The Top Deviating Metrics timeline also displays the evaluation period of an anomaly in the grey color. The evaluation time period is the duration in which the data is analyzed to detect the anomaly. This timeline helps you to precisely identify the time when the issue started. The following images displays the evaluation period:
Examine Suspected Cause Metrics
You view, scroll through, and hover over Suspected Cause Metrics similar to Top Deviating Metrics.
For example, the suspected cause metric is displayed for frontend15novauto
. The expected range of the MemoryUsed%
metric is 0 to 4.5%, but the value is 8%, which is above the expected range. This is the root cause of the anomaly.
Results
We used Anomaly Detection and Automated Root Cause Analysis to quickly find the root cause of a Business Transaction performance problem. What kind of time and effort did Anomaly Detection and Automated Root Cause Analysis save us in this case?
Recall that the tier where the Business Transaction started, /order
, has multiple services as dependencies.
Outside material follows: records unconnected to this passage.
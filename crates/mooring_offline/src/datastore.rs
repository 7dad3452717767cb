//! Rows, pins and the pin dependency graph.
//!
//! Every locally stored object is one row, `objects/<uuid>`, holding the
//! object's snapshot (server data plus pending operation sets). A pin is a
//! row of class `_Pin` listing its objects under `_objects`. Pinning saves
//! the whole graph reachable from the pin and records the row uuids it
//! reached under `dependencies/<pin uuid>`:
//!
//! ```text
//! pin "_default" ──► dependencies/<pin> = { pin, a, b, c }
//!      _objects: [a]      a.author ──► b      b.team ──► c ──► a (cycle)
//! ```
//!
//! A row is removed once no dependency set lists it and no in-flight
//! operation retains it.

use crate::decode::live_for_snapshot;
use mooring_codec::{
    decode_date, from_cbor_record, to_cbor_record, ObjectKey, Pointer, PointerDecoder, Value,
};
use mooring_core::{
    LocalIdManager, MooringError, MooringResult, ObjectRegistry, ObjectState, SyncObject, PIN_CLASS,
};
use mooring_storage::ByteStore;
use parking_lot::Mutex;
use serde::{Deserialize, Serialize};
use serde_json::Value as Json;
use std::collections::{BTreeMap, BTreeSet, HashMap, HashSet};
use std::sync::Arc;
use uuid::Uuid;

const OBJECTS_PREFIX: &str = "objects/";
const DEPENDENCIES_PREFIX: &str = "dependencies/";
const PIN_NAME_KEY: &str = "_name";
const PIN_OBJECTS_KEY: &str = "_objects";

/// Pin used when no name is given.
pub const DEFAULT_PIN: &str = "_default";

#[derive(Debug, Clone, Serialize, Deserialize)]
struct RowRecord {
    class_name: String,
    object_id: Option<String>,
    local_id: Option<String>,
    snapshot: Json,
}

/// Identity and location of one row.
#[derive(Debug, Clone, PartialEq, Eq)]
pub struct RowSummary {
    /// Row uuid.
    pub uuid: String,
    /// Class of the stored object.
    pub class_name: String,
    /// Server id, if known.
    pub object_id: Option<String>,
    /// Local id, if assigned.
    pub local_id: Option<String>,
}

impl RowSummary {
    fn identities(&self) -> Vec<(String, ObjectKey)> {
        let mut keys = Vec::new();
        if let Some(id) = &self.object_id {
            keys.push((self.class_name.clone(), ObjectKey::ObjectId(id.clone())));
        }
        if let Some(id) = &self.local_id {
            keys.push((self.class_name.clone(), ObjectKey::LocalId(id.clone())));
        }
        keys
    }
}

#[derive(Debug, Default)]
struct RowIndex {
    uuid_by_identity: HashMap<(String, ObjectKey), String>,
    rows: BTreeMap<String, RowSummary>,
    dependencies: HashMap<String, BTreeSet<String>>,
    pins: BTreeMap<String, String>,
    in_flight: HashMap<String, u64>,
    pending_gc: HashSet<String>,
}

impl RowIndex {
    fn insert_row(&mut self, summary: RowSummary) {
        for identity in summary.identities() {
            self.uuid_by_identity.insert(identity, summary.uuid.clone());
        }
        self.rows.insert(summary.uuid.clone(), summary);
    }

    fn remove_row(&mut self, uuid: &str) -> Option<RowSummary> {
        let summary = self.rows.remove(uuid)?;
        for identity in summary.identities() {
            if self.uuid_by_identity.get(&identity).map(String::as_str) == Some(uuid) {
                self.uuid_by_identity.remove(&identity);
            }
        }
        self.in_flight.remove(uuid);
        self.pending_gc.remove(uuid);
        self.pins.retain(|_, pin_uuid| pin_uuid != uuid);
        Some(summary)
    }

    fn is_referenced(&self, uuid: &str) -> bool {
        self.in_flight.get(uuid).is_some_and(|n| *n > 0)
            || self.dependencies.values().any(|deps| deps.contains(uuid))
    }

    /// The row uuid for `object`, claiming a new one under every identity
    /// of the object when it has no row yet. Returns the uuid and whether
    /// it was newly claimed.
    fn reserve(&mut self, object: &SyncObject) -> (String, bool) {
        if let Some(uuid) = self.uuid_for_object(object) {
            return (uuid, false);
        }
        let uuid = Uuid::new_v4().to_string();
        let class_name = object.class_name().to_string();
        let keys = object
            .object_id()
            .map(ObjectKey::ObjectId)
            .into_iter()
            .chain(object.local_id().map(ObjectKey::LocalId));
        for key in keys {
            self.uuid_by_identity.insert((class_name.clone(), key), uuid.clone());
        }
        (uuid, true)
    }

    /// Drops a claim made by [`RowIndex::reserve`] whose row never landed.
    fn release_reservation(&mut self, uuid: &str) {
        if !self.rows.contains_key(uuid) {
            self.uuid_by_identity.retain(|_, claimed| claimed != uuid);
        }
    }

    fn uuid_for_object(&self, object: &SyncObject) -> Option<String> {
        let class_name = object.class_name().to_string();
        object
            .object_id()
            .map(ObjectKey::ObjectId)
            .into_iter()
            .chain(object.local_id().map(ObjectKey::LocalId))
            .find_map(|key| self.uuid_by_identity.get(&(class_name.clone(), key)).cloned())
    }
}

fn objects_key(uuid: &str) -> String {
    format!("{OBJECTS_PREFIX}{uuid}")
}

fn dependencies_key(uuid: &str) -> String {
    format!("{DEPENDENCIES_PREFIX}{uuid}")
}

fn snapshot_updated_at(snapshot: &Json) -> Option<chrono::DateTime<chrono::Utc>> {
    snapshot
        .get("updatedAt")
        .and_then(Json::as_str)
        .and_then(|iso| decode_date(iso).ok())
}

fn refers_to(pointer: &Pointer, object: &SyncObject) -> bool {
    pointer.class_name == object.class_name()
        && match &pointer.key {
            ObjectKey::ObjectId(id) => object.object_id().as_deref() == Some(id.as_str()),
            ObjectKey::LocalId(id) => object.local_id().as_deref() == Some(id.as_str()),
        }
}

fn not_cached() -> MooringError {
    MooringError::not_found("This object is not available in the offline cache.")
}

/// The synchronous local datastore. All methods perform blocking byte-store
/// I/O; async callers go through [`crate::OfflineStore`].
pub struct LocalDatastore {
    bytes: Arc<dyn ByteStore>,
    registry: Arc<ObjectRegistry>,
    ids: Arc<LocalIdManager>,
    index: Mutex<RowIndex>,
}

impl std::fmt::Debug for LocalDatastore {
    fn fmt(&self, f: &mut std::fmt::Formatter<'_>) -> std::fmt::Result {
        let index = self.index.lock();
        f.debug_struct("LocalDatastore")
            .field("rows", &index.rows.len())
            .field("pins", &index.pins.len())
            .finish_non_exhaustive()
    }
}
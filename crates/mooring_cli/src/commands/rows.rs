//! Rows command implementation.

use super::open_datastore;
use mooring_offline::RowSummary;
use serde::Serialize;
use std::path::Path;

/// One stored row.
#[derive(Debug, Serialize)]
pub struct RowInfo {
    /// Row uuid.
    pub uuid: String,
    /// Object class.
    pub class_name: String,
    /// Server id.
    #[serde(skip_serializing_if = "Option::is_none")]
    pub object_id: Option<String>,
    /// Local id.
    #[serde(skip_serializing_if = "Option::is_none")]
    pub local_id: Option<String>,
}

impl From<RowSummary> for RowInfo {
    fn from(row: RowSummary) -> Self {
        Self {
            uuid: row.uuid,
            class_name: row.class_name,
            object_id: row.object_id,
            local_id: row.local_id,
        }
    }
}

/// Rows under `path`, optionally of one class, ordered by class then uuid.
pub fn collect(
    path: &Path,
    class: Option<&str>,
) -> Result<Vec<RowInfo>, Box<dyn std::error::Error>> {
    let datastore = open_datastore(path)?;
    let mut rows: Vec<RowInfo> = datastore
        .rows()
        .into_iter()
        .filter(|row| class.map_or(true, |c| row.class_name == c))
        .map(RowInfo::from)
        .collect();
    rows.sort_by(|a, b| (&a.class_name, &a.uuid).cmp(&(&b.class_name, &b.uuid)));
    Ok(rows)
}

/// Runs the rows command.
pub fn run(
    path: &Path,
    class: Option<&str>,
    format: &str,
) -> Result<(), Box<dyn std::error::Error>> {
    let rows = collect(path, class)?;
    match format {
        "json" => println!("{}", serde_json::to_string_pretty(&rows)?),
        _ => {
            println!("{} rows", rows.len());
            for row in &rows {
                let id = row
                    .object_id
                    .as_deref()
                    .or(row.local_id.as_deref())
                    .unwrap_or("-");
                println!("  {}  {:<20} {}", row.uuid, row.class_name, id);
            }
        }
    }
    Ok(())
}

#[cfg(test)]
mod tests {
    use super::*;
    use mooring_core::{LocalIdManager, ObjectRegistry, SyncObject};
    use mooring_offline::LocalDatastore;
    use mooring_storage::{ByteStore, FileStore};
    use std::sync::Arc;

    #[test]
    fn lists_pinned_rows_by_class() {
        let dir = tempfile::tempdir().unwrap();
        {
            let bytes: Arc<dyn ByteStore> = Arc::new(FileStore::open(dir.path()).unwrap());
            let ids = Arc::new(LocalIdManager::new(Arc::clone(&bytes)));
            let store = LocalDatastore::open(bytes, Arc::new(ObjectRegistry::new()), ids).unwrap();
            let score = SyncObject::new("GameScore").unwrap();
            score.put("score", 3).unwrap();
            store.pin_objects("scores", &[score]).unwrap();
        }

        let rows = collect(dir.path(), Some("GameScore")).unwrap();
        assert_eq!(rows.len(), 1);
        assert!(rows[0].local_id.is_some());
        assert_eq!(collect(dir.path(), None).unwrap().len(), 2);
    }

    #[test]
    fn missing_root_is_an_error() {
        let dir = tempfile::tempdir().unwrap();
        assert!(collect(&dir.path().join("absent"), None).is_err());
    }
}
Anomaly Detection and Automated Root Cause Analysis identified the most relevant tier and the most relevant metric on the tier as the origin of the issue.
You were spared the tedious process of investigating multiple metrics on each dependency in turn. Instead, you confirmed or negated Suspected Causes with a quick glance at timelines, flow maps, and metrics. Anomaly Detection and Automated Root Cause Analysis performed the vast majority of the work in root cause analysis, presenting you with the information you needed to quickly form and verify a hypothesis.
(Optional) Inspect Snapshots and Execute Actions
When you view an anomaly, you can inspect:
- Business Transaction snapshots from the time period of the anomaly.
- Actions executed as the result of policies you have configured for the Business Transaction.
These are options of the standard troubleshooting flow. They are typically done as follow-up.
In this example:
- Suppose we want more context for the
MemoryUsed%
issue onfrontend15novauto
. We can view snapshots of transactions affected by that issue. Double-click a snapshot in the list to open it in its own pane, and if desired, drill down into details and call graphs. - It is common to send messages to a ticketing system when an anomaly occurs. In this case, we posted to Slack, for our Ops team to see that on their phones.